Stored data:
*****

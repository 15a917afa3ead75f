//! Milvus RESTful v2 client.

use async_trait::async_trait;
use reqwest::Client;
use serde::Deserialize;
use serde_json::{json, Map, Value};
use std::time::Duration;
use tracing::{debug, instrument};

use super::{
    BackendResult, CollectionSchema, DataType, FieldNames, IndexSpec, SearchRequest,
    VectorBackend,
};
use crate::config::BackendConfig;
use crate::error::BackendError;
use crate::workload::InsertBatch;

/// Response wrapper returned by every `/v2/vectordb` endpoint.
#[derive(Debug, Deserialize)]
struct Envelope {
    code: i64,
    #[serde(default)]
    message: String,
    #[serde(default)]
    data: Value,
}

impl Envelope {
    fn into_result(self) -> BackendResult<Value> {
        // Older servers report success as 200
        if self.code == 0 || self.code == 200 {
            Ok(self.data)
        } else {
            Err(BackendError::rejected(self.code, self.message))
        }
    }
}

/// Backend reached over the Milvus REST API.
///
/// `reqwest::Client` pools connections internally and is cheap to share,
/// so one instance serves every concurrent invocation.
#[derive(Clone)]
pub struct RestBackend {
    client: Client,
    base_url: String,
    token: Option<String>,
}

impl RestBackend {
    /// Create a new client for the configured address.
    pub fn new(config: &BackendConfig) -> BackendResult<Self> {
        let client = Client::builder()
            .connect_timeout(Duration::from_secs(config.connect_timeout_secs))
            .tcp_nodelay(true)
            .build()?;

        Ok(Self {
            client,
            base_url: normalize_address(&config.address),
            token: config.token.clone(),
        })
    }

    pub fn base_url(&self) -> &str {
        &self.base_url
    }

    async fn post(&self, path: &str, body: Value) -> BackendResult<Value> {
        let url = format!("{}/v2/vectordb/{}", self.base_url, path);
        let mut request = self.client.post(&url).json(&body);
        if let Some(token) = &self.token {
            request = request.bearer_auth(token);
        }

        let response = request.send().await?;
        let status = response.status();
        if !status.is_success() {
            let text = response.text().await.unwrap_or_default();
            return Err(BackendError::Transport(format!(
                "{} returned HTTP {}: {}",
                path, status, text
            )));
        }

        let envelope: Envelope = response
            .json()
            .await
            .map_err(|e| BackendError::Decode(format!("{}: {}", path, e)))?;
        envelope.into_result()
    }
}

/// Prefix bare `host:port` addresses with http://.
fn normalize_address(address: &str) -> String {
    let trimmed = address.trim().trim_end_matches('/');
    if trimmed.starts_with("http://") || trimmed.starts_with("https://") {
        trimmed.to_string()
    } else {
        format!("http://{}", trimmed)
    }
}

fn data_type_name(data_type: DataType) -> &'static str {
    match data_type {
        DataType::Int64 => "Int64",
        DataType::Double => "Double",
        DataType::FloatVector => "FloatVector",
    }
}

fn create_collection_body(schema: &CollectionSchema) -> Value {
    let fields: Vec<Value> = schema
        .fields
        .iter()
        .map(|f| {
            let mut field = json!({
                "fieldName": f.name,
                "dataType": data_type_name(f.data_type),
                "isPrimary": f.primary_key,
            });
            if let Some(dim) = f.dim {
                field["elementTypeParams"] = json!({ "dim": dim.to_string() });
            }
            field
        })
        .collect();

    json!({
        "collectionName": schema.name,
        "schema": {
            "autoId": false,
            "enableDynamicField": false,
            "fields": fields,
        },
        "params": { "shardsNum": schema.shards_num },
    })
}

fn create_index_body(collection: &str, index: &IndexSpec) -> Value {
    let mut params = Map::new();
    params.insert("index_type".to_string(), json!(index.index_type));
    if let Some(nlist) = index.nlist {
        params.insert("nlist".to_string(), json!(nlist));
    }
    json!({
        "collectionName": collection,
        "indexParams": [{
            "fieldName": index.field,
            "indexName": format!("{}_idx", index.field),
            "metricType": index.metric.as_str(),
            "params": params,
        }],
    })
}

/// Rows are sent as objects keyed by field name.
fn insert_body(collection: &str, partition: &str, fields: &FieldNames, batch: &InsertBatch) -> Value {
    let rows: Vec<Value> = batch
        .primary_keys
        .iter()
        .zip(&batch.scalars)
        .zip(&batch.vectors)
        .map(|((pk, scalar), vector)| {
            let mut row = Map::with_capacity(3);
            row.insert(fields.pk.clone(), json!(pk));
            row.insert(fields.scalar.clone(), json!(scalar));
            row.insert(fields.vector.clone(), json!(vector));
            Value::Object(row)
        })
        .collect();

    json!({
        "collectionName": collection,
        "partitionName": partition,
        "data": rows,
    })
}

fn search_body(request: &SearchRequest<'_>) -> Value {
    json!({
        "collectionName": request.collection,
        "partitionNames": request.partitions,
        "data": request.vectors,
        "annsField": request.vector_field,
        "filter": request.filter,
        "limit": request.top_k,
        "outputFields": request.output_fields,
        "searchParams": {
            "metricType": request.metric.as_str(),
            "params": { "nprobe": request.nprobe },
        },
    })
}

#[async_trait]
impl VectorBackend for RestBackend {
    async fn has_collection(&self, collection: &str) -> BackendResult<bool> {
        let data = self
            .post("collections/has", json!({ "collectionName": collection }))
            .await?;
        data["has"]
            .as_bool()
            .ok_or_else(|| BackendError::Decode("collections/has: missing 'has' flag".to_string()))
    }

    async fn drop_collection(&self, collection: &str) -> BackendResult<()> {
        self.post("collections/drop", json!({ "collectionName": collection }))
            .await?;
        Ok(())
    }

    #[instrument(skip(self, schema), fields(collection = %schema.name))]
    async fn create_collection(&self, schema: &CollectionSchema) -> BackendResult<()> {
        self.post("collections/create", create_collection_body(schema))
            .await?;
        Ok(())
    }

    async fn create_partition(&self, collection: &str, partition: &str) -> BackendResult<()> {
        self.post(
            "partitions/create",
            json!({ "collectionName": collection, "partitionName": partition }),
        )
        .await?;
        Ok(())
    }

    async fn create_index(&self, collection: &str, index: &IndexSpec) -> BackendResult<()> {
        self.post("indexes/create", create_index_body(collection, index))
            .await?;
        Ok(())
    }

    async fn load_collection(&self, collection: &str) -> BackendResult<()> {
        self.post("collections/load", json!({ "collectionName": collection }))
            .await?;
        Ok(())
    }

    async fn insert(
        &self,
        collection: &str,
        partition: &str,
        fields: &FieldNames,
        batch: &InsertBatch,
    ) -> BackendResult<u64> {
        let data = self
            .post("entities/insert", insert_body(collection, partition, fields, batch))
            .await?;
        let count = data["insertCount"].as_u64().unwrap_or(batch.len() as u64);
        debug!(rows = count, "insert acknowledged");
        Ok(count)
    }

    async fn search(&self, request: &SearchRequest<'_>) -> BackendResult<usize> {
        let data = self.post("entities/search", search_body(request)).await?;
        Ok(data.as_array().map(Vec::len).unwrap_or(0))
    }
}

*****

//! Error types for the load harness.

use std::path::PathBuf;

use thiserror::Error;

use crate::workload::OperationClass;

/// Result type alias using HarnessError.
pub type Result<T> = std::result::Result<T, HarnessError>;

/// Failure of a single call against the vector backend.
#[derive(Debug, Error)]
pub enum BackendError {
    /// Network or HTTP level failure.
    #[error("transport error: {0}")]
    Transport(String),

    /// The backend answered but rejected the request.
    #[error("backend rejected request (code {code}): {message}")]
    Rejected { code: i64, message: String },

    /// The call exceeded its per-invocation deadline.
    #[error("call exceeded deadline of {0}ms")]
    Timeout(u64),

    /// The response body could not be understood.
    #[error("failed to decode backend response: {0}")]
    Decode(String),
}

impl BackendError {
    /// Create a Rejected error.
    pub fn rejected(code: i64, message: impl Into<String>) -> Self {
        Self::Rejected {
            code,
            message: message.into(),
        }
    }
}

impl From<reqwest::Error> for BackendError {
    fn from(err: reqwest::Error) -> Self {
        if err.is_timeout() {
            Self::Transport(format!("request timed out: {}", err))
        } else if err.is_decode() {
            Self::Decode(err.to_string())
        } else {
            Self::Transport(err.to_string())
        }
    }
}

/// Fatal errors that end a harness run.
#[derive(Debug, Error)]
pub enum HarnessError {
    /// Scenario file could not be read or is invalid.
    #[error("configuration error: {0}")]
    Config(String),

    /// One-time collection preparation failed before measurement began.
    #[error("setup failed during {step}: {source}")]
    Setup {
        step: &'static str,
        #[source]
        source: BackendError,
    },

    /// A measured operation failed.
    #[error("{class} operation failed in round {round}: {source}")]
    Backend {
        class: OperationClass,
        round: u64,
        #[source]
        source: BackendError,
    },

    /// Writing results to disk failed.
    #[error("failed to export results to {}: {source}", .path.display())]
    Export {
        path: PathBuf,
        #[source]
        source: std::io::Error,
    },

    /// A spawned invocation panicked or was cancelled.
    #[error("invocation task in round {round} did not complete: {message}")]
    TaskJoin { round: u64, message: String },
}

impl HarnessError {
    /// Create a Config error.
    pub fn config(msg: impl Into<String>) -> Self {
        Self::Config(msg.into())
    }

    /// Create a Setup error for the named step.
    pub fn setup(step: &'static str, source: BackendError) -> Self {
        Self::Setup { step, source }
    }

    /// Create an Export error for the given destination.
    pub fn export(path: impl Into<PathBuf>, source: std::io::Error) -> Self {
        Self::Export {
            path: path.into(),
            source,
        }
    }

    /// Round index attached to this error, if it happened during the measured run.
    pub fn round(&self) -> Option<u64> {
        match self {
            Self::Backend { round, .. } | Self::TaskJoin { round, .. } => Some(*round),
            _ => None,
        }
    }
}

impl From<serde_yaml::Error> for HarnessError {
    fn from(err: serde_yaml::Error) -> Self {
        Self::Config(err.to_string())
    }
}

*****

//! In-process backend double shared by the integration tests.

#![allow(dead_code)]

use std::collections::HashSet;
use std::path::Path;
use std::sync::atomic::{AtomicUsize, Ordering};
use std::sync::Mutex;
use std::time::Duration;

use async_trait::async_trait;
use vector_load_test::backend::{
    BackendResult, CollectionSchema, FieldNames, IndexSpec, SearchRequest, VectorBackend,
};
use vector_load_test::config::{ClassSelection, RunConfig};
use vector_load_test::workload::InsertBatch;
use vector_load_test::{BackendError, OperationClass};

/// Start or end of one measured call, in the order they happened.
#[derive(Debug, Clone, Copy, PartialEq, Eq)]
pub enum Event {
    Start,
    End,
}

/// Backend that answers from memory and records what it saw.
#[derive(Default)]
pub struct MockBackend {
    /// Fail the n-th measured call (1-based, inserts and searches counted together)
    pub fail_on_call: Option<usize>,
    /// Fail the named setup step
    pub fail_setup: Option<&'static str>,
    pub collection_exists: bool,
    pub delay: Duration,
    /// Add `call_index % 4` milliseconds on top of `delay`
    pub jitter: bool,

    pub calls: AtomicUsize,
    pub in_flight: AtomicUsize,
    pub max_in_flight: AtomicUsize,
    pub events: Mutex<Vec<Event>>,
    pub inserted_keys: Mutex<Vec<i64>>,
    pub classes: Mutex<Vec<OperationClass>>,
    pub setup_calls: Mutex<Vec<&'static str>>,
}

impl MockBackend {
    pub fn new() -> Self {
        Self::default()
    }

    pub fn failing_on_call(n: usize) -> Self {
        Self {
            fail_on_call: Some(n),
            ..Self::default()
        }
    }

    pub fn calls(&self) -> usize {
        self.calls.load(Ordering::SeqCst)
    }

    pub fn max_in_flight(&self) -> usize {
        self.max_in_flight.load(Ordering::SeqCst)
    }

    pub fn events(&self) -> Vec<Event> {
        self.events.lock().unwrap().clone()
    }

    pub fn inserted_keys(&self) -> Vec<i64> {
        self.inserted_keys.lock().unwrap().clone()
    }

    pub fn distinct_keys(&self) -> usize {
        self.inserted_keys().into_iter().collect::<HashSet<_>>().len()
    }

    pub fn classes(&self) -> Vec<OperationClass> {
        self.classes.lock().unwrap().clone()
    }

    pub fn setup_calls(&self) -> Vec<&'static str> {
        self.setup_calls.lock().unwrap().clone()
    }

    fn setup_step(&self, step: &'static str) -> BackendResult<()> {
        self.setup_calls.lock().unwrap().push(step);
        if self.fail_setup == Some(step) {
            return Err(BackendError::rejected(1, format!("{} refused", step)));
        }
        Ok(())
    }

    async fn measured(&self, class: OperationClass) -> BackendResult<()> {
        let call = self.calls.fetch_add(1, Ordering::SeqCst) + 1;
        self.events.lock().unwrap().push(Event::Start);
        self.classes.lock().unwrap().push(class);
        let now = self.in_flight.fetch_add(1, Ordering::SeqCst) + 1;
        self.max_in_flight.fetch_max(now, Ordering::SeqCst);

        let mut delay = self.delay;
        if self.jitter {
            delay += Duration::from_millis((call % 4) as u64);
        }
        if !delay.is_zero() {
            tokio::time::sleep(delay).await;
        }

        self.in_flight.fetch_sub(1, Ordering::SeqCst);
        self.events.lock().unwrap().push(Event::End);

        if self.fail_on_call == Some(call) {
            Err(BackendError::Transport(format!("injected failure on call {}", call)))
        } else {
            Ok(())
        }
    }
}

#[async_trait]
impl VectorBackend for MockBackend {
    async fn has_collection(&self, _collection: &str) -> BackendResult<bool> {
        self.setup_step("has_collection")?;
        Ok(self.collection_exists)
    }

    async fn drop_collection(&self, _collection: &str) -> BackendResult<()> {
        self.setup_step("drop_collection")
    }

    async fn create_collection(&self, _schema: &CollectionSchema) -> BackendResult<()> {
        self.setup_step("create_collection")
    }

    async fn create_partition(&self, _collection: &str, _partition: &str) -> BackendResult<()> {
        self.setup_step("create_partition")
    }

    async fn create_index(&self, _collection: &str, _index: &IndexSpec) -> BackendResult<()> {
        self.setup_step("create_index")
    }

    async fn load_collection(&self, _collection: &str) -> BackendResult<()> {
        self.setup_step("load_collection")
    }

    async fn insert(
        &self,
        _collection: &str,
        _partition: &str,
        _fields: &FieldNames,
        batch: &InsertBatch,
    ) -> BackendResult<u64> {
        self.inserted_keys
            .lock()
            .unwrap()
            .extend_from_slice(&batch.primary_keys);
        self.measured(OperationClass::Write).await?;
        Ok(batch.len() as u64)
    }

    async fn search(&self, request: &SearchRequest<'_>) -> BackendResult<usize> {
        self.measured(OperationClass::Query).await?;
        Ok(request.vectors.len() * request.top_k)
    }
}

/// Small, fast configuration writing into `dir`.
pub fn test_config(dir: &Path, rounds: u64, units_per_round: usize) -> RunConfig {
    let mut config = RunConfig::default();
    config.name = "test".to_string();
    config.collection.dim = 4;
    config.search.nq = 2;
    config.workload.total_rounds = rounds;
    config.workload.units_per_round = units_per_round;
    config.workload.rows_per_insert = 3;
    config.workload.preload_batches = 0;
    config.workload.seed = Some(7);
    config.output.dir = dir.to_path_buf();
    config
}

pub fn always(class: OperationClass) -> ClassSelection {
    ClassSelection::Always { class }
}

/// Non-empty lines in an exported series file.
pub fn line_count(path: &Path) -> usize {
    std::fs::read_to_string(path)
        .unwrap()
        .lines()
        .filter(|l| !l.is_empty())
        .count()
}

*****

About this task: For every line of the entries holding the string "Deserialize", add one to a tally; give the final figure only.

Task result: 2